Athletes have had a full range of emotion as many have waited eight years to compete in the Olympics. Newer athletes might find the adjustments difficult. In a recent article in Forbes, Michelle Bruton explores the Olympic journey of Hannah Roberts who was going to compete in the inaugural BMX events at Tokyo 2020. The postponing has caused stress do to the training regimen being change due to the quarantine in many cities in the USA and around the world. On the other hand, many athletes are happy for the extra time as they can better prepare .
Competing in Action Sports
Athletes who compete in events like BMX and skating are considered action sports athletes and do not have salaries or roster bonuses for their livelihood like many professional athletes. Many of these athletes depend on sponsorships, endorsement and contest money. The postponement doesn’t impact only athletes but sponsors, advertisers, local businesses, coaches, trainers and support staff to the Olympics and athletes as well.
Assistance for Athletes
With the challenges of COVID-19, the following resources are available for athletes in these trying times:
Athlete 365 by the IOC offers a range of tools and services and it’s the world’s largest athlete community.

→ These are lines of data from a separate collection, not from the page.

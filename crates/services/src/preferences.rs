use std::sync::Arc;

use quiz_core::model::QuizLength;
use storage::KeyValueStore;
use storage::keys::QUIZ_LENGTH;
use storage::repository::{load_json, save_json};

use crate::error::QuizError;

/// Persists the user's preferred quiz length.
#[derive(Clone)]
pub struct QuizPreferencesService {
    store: Arc<dyn KeyValueStore>,
    fallback: QuizLength,
}

impl QuizPreferencesService {
    #[must_use]
    pub fn new(store: Arc<dyn KeyValueStore>, fallback: QuizLength) -> Self {
        Self { store, fallback }
    }

    /// Load the stored length, or the fallback if missing or out of range.
    ///
    /// # Errors
    ///
    /// Returns `QuizError::StoreUnavailable` on storage failures.
    pub async fn load_length(&self) -> Result<QuizLength, QuizError> {
        let stored: Option<QuizLength> = load_json(self.store.as_ref(), QUIZ_LENGTH).await?;
        Ok(match stored.map(QuizLength::validated) {
            Some(Ok(length)) => length,
            Some(Err(err)) => {
                log::warn!("stored quiz length rejected: {err}");
                self.fallback
            }
            None => self.fallback,
        })
    }

    /// Validate and persist a new length.
    ///
    /// # Errors
    ///
    /// Returns `QuizError::InvalidLength` for an out-of-range count, or
    /// `QuizError::StoreUnavailable` if persistence fails.
    pub async fn save_length(&self, length: QuizLength) -> Result<QuizLength, QuizError> {
        let length = length
            .validated()
            .map_err(|_| QuizError::InvalidLength(length.limit().unwrap_or(0)))?;
        save_json(self.store.as_ref(), QUIZ_LENGTH, &length).await?;
        Ok(length)
    }
}
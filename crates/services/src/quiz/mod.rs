//! The quiz engine and the state it manages.

mod engine;
mod export;
mod progress;
mod sampler;
mod session;

pub use engine::QuizEngine;
pub use export::{AnswerRow, ExportFormat, ResultsExport};
pub use progress::{QuizProgress, QuizStatistics, SavedProgress};
pub use sampler::{QuizPlan, sample_questions};
pub use session::{QuestionState, QuizSession, SubmitOutcome};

There are updates from the Olympic Community as well as COVID-19. There is career advice, online learning and so much more.
World Athletics has a new section on their website called The New Normal: life in the time of Coronavirus, a place where articles are shared on how the athletics community is adjusting, coping and assisting their communities in this pandemic. Stories include Haile Gebrselassie, the legendary long distance runner from Ethiopia donating 50,000 to the COVID-19 National Resource Mobilization Committee in his home country.
The NCAA through their Sport Science Institute has a FAQ session and answers questions about COVID-19. There are tips on health, mental health and exercises that athletes can do to stay in shape while they are in quarantine.